Owen might be wary of Abby (Chloe Moretz), but she's nothing like his classmates.

Let Me In comes out at a perfect time when news of bullying, cyber-bullying, and gay teen suicide abounds.  Kenny’s insults to Owen smack of homophobia, even as he repeatedly tells Owen to undress so they can see whether or not he is actually a girl.  The film does a fantastic job of conveying the pain and rage that bullied adolescents and closeted teens feel on a regular basis that could lead to retaliation or suicide.  Let Me In seems to suggest that it is preposterous to even begin speaking about the goodness of a country, especially when we cannot speak of the basic goodness of a single person.  It is all so much more complex.
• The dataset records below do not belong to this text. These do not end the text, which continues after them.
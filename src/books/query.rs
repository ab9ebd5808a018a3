//! Client-side filtering and paging of the book list
//!
//! The API returns the whole collection; search, filters, ordering and the
//! page slice are applied here.

use super::Book;

/// Page sizes the list steps through
pub const PAGE_SIZES: [usize; 3] = [5, 10, 25];

/// What the list view asks for
#[derive(Debug, Clone, PartialEq, Eq)]
pub struct ListQuery {
    /// Zero-based page index
    pub page: usize,
    pub page_size: usize,
    /// Case-insensitive match on title or author; blank means no filter
    pub search: String,
    /// Exact genre; `None` means all
    pub genre: Option<String>,
    /// Exact status; `None` means all
    pub status: Option<String>,
}

impl ListQuery {
    pub fn new(page_size: usize) -> Self {
        Self {
            page: 0,
            page_size,
            search: String::new(),
            genre: None,
            status: None,
        }
    }

    /// Number of pages needed for `item_count` rows
    pub fn page_count(&self, item_count: usize) -> usize {
        if self.page_size == 0 {
            return 1;
        }
        item_count.div_ceil(self.page_size).max(1)
    }
}

/// One page of results plus the filtered total
#[derive(Debug, Clone, Default, PartialEq, Eq)]
pub struct BookPage {
    pub items: Vec<Book>,
    /// Rows matching the filters across all pages
    pub item_count: usize,
}

/// Filter, order newest first, and slice out the requested page
pub fn apply(books: Vec<Book>, query: &ListQuery) -> BookPage {
    let needle = query.search.trim().to_lowercase();

    let mut matching: Vec<Book> = books
        .into_iter()
        .filter(|b| {
            needle.is_empty()
                || b.title.to_lowercase().contains(&needle)
                || b.author.to_lowercase().contains(&needle)
        })
        .filter(|b| filter_matches(query.genre.as_deref(), &b.genre))
        .filter(|b| filter_matches(query.status.as_deref(), &b.status))
        .collect();

    matching.sort_by(|a, b| b.id.cmp(&a.id));

    let item_count = matching.len();
    let start = query.page.saturating_mul(query.page_size).min(item_count);
    let end = start.saturating_add(query.page_size).min(item_count);
    let items = matching.drain(start..end).collect();

    BookPage { items, item_count }
}

fn filter_matches(filter: Option<&str>, value: &str) -> bool {
    match filter.map(str::trim) {
        None | Some("") => true,
        Some(wanted) => value == wanted,
    }
}

#[cfg(test)]
mod tests {
    use super::*;

    fn book(id: u64, title: &str, author: &str, genre: &str, status: &str) -> Book {
        Book {
            id,
            title: title.to_string(),
            author: author.to_string(),
            genre: genre.to_string(),
            published_year: 1990,
            status: status.to_string(),
        }
    }

    fn library() -> Vec<Book> {
        vec![
            book(1, "Dune", "Frank Herbert", "Science Fiction", "Available"),
            book(2, "Sapiens", "Yuval Noah Harari", "History", "Issued"),
            book(3, "The Road", "Cormac McCarthy", "Post-Apocalyptic", "Available"),
            book(4, "Dune Messiah", "Frank Herbert", "Science Fiction", "Issued"),
            book(5, "It", "Stephen King", "Horror", "Available"),
        ]
    }

    #[test]
    fn test_newest_first_and_total() {
        let page = apply(library(), &ListQuery::new(10));
        let ids: Vec<_> = page.items.iter().map(|b| b.id).collect();
        assert_eq!(ids, vec![5, 4, 3, 2, 1]);
        assert_eq!(page.item_count, 5);
    }

    #[test]
    fn test_search_matches_title_or_author_case_insensitive() {
        let mut query = ListQuery::new(10);
        query.search = "  HERBERT ".to_string();
        let page = apply(library(), &query);
        assert_eq!(page.item_count, 2);

        query.search = "road".to_string();
        let page = apply(library(), &query);
        assert_eq!(page.items[0].id, 3);
    }

    #[test]
    fn test_genre_and_status_filters_combine() {
        let mut query = ListQuery::new(10);
        query.genre = Some("Science Fiction".to_string());
        query.status = Some("Issued".to_string());

        let page = apply(library(), &query);
        assert_eq!(page.item_count, 1);
        assert_eq!(page.items[0].title, "Dune Messiah");
    }

    #[test]
    fn test_blank_filter_is_ignored() {
        let mut query = ListQuery::new(10);
        query.genre = Some(String::new());
        assert_eq!(apply(library(), &query).item_count, 5);
    }

    #[test]
    fn test_pagination_slices_after_filtering() {
        let mut query = ListQuery::new(2);
        query.page = 1;
        let page = apply(library(), &query);
        let ids: Vec<_> = page.items.iter().map(|b| b.id).collect();
        assert_eq!(ids, vec![3, 2]);
        assert_eq!(page.item_count, 5);
        assert_eq!(query.page_count(page.item_count), 3);

        query.page = 9;
        let page = apply(library(), &query);
        assert!(page.items.is_empty());
        assert_eq!(page.item_count, 5);
    }
}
In his review of the film for The New York Times, A. O. Scott makes an interesting point.  He writes, “The title of ‘Let Me In’ might be understood as a plea to the audience.  Even if you think you’ve had enough of the vampirization of popular culture — ‘Twilight,’ ‘True Blood,’ ‘The Vampire Diaries’ and so on — find room in your heart for this one.  And though it teases out the usual horror movie sensations of dread and anxiety and eyes-averted disgust, this movie also makes a direct and disarming play for affection, eliciting in viewers something akin to the awkward, resilient tenderness that is its subject.”  In the end, Let Me In is just a fine film that happens to feature a vampire, but it is about so much more.  Don’t let the precious few scenes of blood and gore (above) turn you off.

Let Me In (115 mins.) is rated R for strong, bloody horror violence, language, and a brief sexual situation and is in theaters everywhere.